Abstract

Perception purports to help you gain knowledge of the world even if the world is not the way you expected it to be. Perception also purports to be an independent tribunal against which you can test your beliefs. It is natural to think that in order to serve these and other central functions, perceptual representations must not causally depend on your prior beliefs and expectations. In this paper, I clarify and then argue against the natural thought above. All perceptual systems must solve an under-determination problem: the sensory data they receive could be caused by indefinitely many arrangements of distal objects and properties. Using a Bayesian approach to perceptual processing, I argue that in order to solve the under-determination problem, perceptual capacities must rely on prior beliefs or expectations of some kind.
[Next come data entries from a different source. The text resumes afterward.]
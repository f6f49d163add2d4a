//! Typed lifecycle requests and their outcomes.

use std::time::Duration;

use crate::backend::Backend;
use crate::resource::{Resource, ResourceId, TransitionKind};

use super::destroy::DestroyReport;

/// A single requested transition. Exactly one kind per request; every
/// parameter the kind needs is carried by its variant.
#[derive(Clone, Debug, Eq, PartialEq)]
pub enum LifecycleRequest<C, K> {
    /// Provision a resource from a provider specific spec.
    Create(C),
    /// Destroy each listed resource in order.
    Destroy(Vec<ResourceId>),
    /// Reinstall a resource from an image.
    Rebuild {
        /// Resource identifier.
        id: ResourceId,
        /// Image to install.
        image_id: u64,
    },
    /// Power a resource off.
    Shutdown(ResourceId),
    /// Power a resource on with a plan.
    Start {
        /// Resource identifier.
        id: ResourceId,
        /// Plan to start on.
        plan_id: u64,
    },
    /// Freeze a stopped resource.
    Freeze(ResourceId),
    /// Thaw a frozen resource onto a plan.
    Thaw {
        /// Resource identifier.
        id: ResourceId,
        /// Plan to thaw onto.
        plan_id: u64,
    },
    /// Clone a resource.
    Clone {
        /// Source resource identifier.
        id: ResourceId,
        /// Provider specific clone options.
        options: K,
    },
}

/// Request type accepted by an orchestrator over backend `B`.
pub type RequestFor<B> = LifecycleRequest<<B as Backend>::CreateSpec, <B as Backend>::CloneSpec>;

impl<C, K> LifecycleRequest<C, K> {
    /// The transition this request asks for.
    #[must_use]
    pub const fn kind(&self) -> TransitionKind {
        match self {
            Self::Create(_) => TransitionKind::Create,
            Self::Destroy(_) => TransitionKind::Destroy,
            Self::Rebuild { .. } => TransitionKind::Rebuild,
            Self::Shutdown(_) => TransitionKind::Shutdown,
            Self::Start { .. } => TransitionKind::Start,
            Self::Freeze(_) => TransitionKind::Freeze,
            Self::Thaw { .. } => TransitionKind::Thaw,
            Self::Clone { .. } => TransitionKind::Clone,
        }
    }
}

/// Result of a ready-wait: the first snapshot that satisfied the goal.
#[derive(Clone, Debug, Eq, PartialEq)]
pub struct ReadyResource {
    /// Snapshot observed in the ready state.
    pub resource: Resource,
    /// Number of status polls performed.
    pub polls: u32,
    /// Wall-clock time since the mutating call was issued.
    pub elapsed: Duration,
}

/// Outcome of [`super::Orchestrator::execute`].
#[derive(Clone, Debug, Eq, PartialEq)]
pub enum LifecycleOutcome {
    /// Create or rebuild finished and the resource is ready.
    Ready(ReadyResource),
    /// A destroy batch ran to completion.
    Destroyed(DestroyReport),
    /// A synchronous transition returned this snapshot.
    Snapshot(Resource),
}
I then argue that perceptual states or processes can help ground knowledge of the world whether the ‘beliefs’ necessary for perceptual processing are encoded as (or influenced by) sub-personal states within a perceptual system or cognitive states, such as person-level beliefs. My argument has two main parts. First, I give a preliminary argument that cognitive influence on perception can be appropriate, and I respond to three lines of objection. Second, I argue that cognitively influenced perceptual states can be instances of seeing that p, which makes the relevant states well suited to help ground knowledge that p. I conclude that a cognitively penetrated perceptual state or process can help ground knowledge under some circumstances.